A lush canopy is a defining feature of most of the planet’s forests. But canopy-forming species can be particularly vulnerable to disturbances and environmental change – even those forests found under the sea. But what is a forest without its trees?
Researchers at the University of Virginia and the University of California, Santa Barbara are addressing this question by looking at how the productivity, or growth, of kelp forests changes when its biggest species, the one that forms its canopy, is no longer present.
“Primary productivity is the fuel that powers ecosystems and the basis for biodiversity, nutrient cycling and carbon sequestration, so understanding what controls primary productivity is one of the most important questions in ecology,” said Max Castorani, an assistant professor in UVA’s Department of Environmental Sciences.
Max Castorani, a UVA assistant professor of environmental sciences, published the findings of a 10-year study on how coastal ecosystems are affected by the loss of giant kelp, which may be made worse by climate change. (Contributed photo)

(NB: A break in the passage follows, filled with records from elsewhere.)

//! Stateless UI rendering for the game screen.

use ratatui::{
    Frame,
    layout::{Alignment, Constraint, Direction, Layout, Rect},
    style::{Color, Modifier, Style},
    text::{Line, Span},
    widgets::{Block, Borders, Paragraph},
};
use unbeatable_core::{Cell, Position, Side};

use super::app::App;

const HELP: &str = "Arrows move | Enter/Space or 1-9 play | h hint | r restart | q quit";

/// Renders the whole screen.
pub fn draw(frame: &mut Frame, app: &App) {
    let chunks = Layout::default()
        .direction(Direction::Vertical)
        .constraints([
            Constraint::Length(3), // Title
            Constraint::Min(11),   // Board and score
            Constraint::Length(3), // Status
            Constraint::Length(1), // Help
        ])
        .split(frame.area());

    let title = Paragraph::new("Unbeatable - Tic Tac Toe")
        .style(Style::default().fg(Color::Cyan).add_modifier(Modifier::BOLD))
        .alignment(Alignment::Center);
    frame.render_widget(title, chunks[0]);

    let middle = Layout::default()
        .direction(Direction::Horizontal)
        .constraints([Constraint::Min(40), Constraint::Length(28)])
        .split(chunks[1]);

    draw_board(frame, middle[0], app);
    draw_scores(frame, middle[1], app);

    let status = Paragraph::new(app.status_message())
        .style(Style::default().fg(Color::Yellow))
        .alignment(Alignment::Center)
        .block(Block::default().borders(Borders::ALL));
    frame.render_widget(status, chunks[2]);

    let help = Paragraph::new(HELP)
        .style(Style::default().fg(Color::DarkGray))
        .alignment(Alignment::Center);
    frame.render_widget(help, chunks[3]);
}

fn draw_board(frame: &mut Frame, area: Rect, app: &App) {
    let board_area = center_rect(area, 40, 11);

    let rows = Layout::default()
        .direction(Direction::Vertical)
        .constraints([
            Constraint::Length(3),
            Constraint::Length(1),
            Constraint::Length(3),
            Constraint::Length(1),
            Constraint::Length(3),
        ])
        .split(board_area);

    for (row, positions) in Position::ALL.chunks(3).enumerate() {
        draw_row(frame, rows[row * 2], app, positions);
        if row < 2 {
            draw_separator(frame, rows[row * 2 + 1]);
        }
    }
}

fn draw_row(frame: &mut Frame, area: Rect, app: &App, positions: &[Position]) {
    let cols = Layout::default()
        .direction(Direction::Horizontal)
        .constraints([
            Constraint::Length(12),
            Constraint::Length(1),
            Constraint::Length(12),
            Constraint::Length(1),
            Constraint::Length(12),
        ])
        .split(area);

    for (col, &pos) in positions.iter().enumerate() {
        draw_cell(frame, cols[col * 2], app, pos);
        if col < 2 {
            draw_separator_vertical(frame, cols[col * 2 + 1]);
        }
    }
}

fn draw_cell(frame: &mut Frame, area: Rect, app: &App, pos: Position) {
    let config = app.config();

    let (symbol, base_style) = match app.session().game().board().get(pos) {
        Cell::Empty => (
            format!(" {} ", pos.index() + 1),
            Style::default().fg(Color::DarkGray),
        ),
        Cell::Marked(side) => {
            let color = match side {
                Side::Player => Color::Blue,
                Side::Ai => Color::Red,
            };
            (
                format!(" {} ", config.symbol(side)),
                Style::default().fg(color).add_modifier(Modifier::BOLD),
            )
        }
    };

    let style = if pos == app.cursor() {
        base_style.bg(Color::White).fg(Color::Black)
    } else if Some(pos) == app.hint() {
        base_style.bg(Color::Green).fg(Color::Black)
    } else {
        base_style
    };

    let paragraph =
        Paragraph::new(Line::from(Span::styled(symbol, style))).alignment(Alignment::Center);
    frame.render_widget(paragraph, area);
}

fn draw_scores(frame: &mut Frame, area: Rect, app: &App) {
    let config = app.config();
    let scores = app.session().scores();

    let lines = vec![
        Line::from(format!(
            "{} ({}): {}",
            config.player_name(),
            config.player_symbol(),
            scores.player_wins()
        )),
        Line::from(format!(
            "{} ({}): {}",
            config.ai_name(),
            config.ai_symbol(),
            scores.ai_wins()
        )),
        Line::from(format!("Draws: {}", scores.draws())),
        Line::from(""),
        Line::from(format!("Games: {}", scores.games())),
    ];

    let panel = Paragraph::new(lines).block(Block::default().title("Score").borders(Borders::ALL));
    frame.render_widget(panel, area);
}

fn draw_separator(frame: &mut Frame, area: Rect) {
    let sep = Paragraph::new("──────────────────────────────────────")
        .style(Style::default().fg(Color::DarkGray));
    frame.render_widget(sep, area);
}

fn draw_separator_vertical(frame: &mut Frame, area: Rect) {
    let sep = Paragraph::new("│").style(Style::default().fg(Color::DarkGray));
    frame.render_widget(sep, area);
}

fn center_rect(area: Rect, width: u16, height: u16) -> Rect {
    let vert = Layout::default()
        .direction(Direction::Vertical)
        .constraints([
            Constraint::Length(area.height.saturating_sub(height) / 2),
            Constraint::Length(height),
            Constraint::Min(0),
        ])
        .split(area);

    Layout::default()
        .direction(Direction::Horizontal)
        .constraints([
            Constraint::Length(area.width.saturating_sub(width) / 2),
            Constraint::Length(width),
            Constraint::Min(0),
        ])
        .split(vert[1])[1]
}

After a 10-year experiment that involved repeatedly removing giant kelp from their ecosystems, lead researcher Castorani and his colleagues discovered that, while smaller understory algae did take advantage of the brighter conditions that resulted, they weren’t able to compensate for the lost productivity of giant kelp, a marine seaweed that scientists have dubbed the “sequoias of the sea.” The team’s study, published in Ecology Letters, concludes that the canopy-forming giant kelp, the largest of its kind, plays a fundamental role in driving the productivity of the coastal ecosystems to which it belongs.
In both terrestrial and aquatic forests, a canopy performs many functions. It forms habitat, creates microclimates, and provides the foundation of entire food webs, from herbivores to carnivores to organisms that feed on decomposing organic matter. Smaller plants that make up the understory also contribute to the process of primary production, or the creation of organic matter from sunlight, but prior to the start of the study, it was unclear if those plants could do the same work.
Speculating that understory vegetation might compensate for the loss of giant kelp, the team devised an experiment that would mimic the conditions created by natural disturbances, such as ocean storms and heat waves, by clearing the canopy from patches of forest and then recording how much light reached the forest floor and how much growth, or biomass, was produced by the exposed understory. Because giant kelp grows and dies quickly, the team was able to look at many cycles of disturbance and recovery over the course of 10 years; whereas a similar study could have taken decades or centuries in a terrestrial forest, said study coauthor, Dan Reed, a research biologist with UC Santa Barbara.
Located just offshore, the test beds studied by the Santa Barbara Coastal Long Term Ecological Research Project, or SBC LTER, are part of the National Science Foundation’s LTER Network, set up to investigate ecological processes over longer timespans. In order to draw more robust conclusions, the team ran the study under a variety of conditions, conducting the experiment at five different locations in the Santa Barbara Channel. Some were ideal for algal growth, featuring plenty of hard surfaces for the seaweed to grow on and few sea urchins which feed on kelp and other algae. Other sites provided less-than-ideal conditions for growth.
At each site, the scientists marked off three plots: one to serve as a control, a second cleared of giant kelp on a yearly basis to mimic the effects of winter swells and storm surges that can uproot the forest canopy, and a third cleared quarterly to provide researchers with a picture of what happens when giant kelp is simply absent, a scenario that may become more common in the future as ocean conditions change.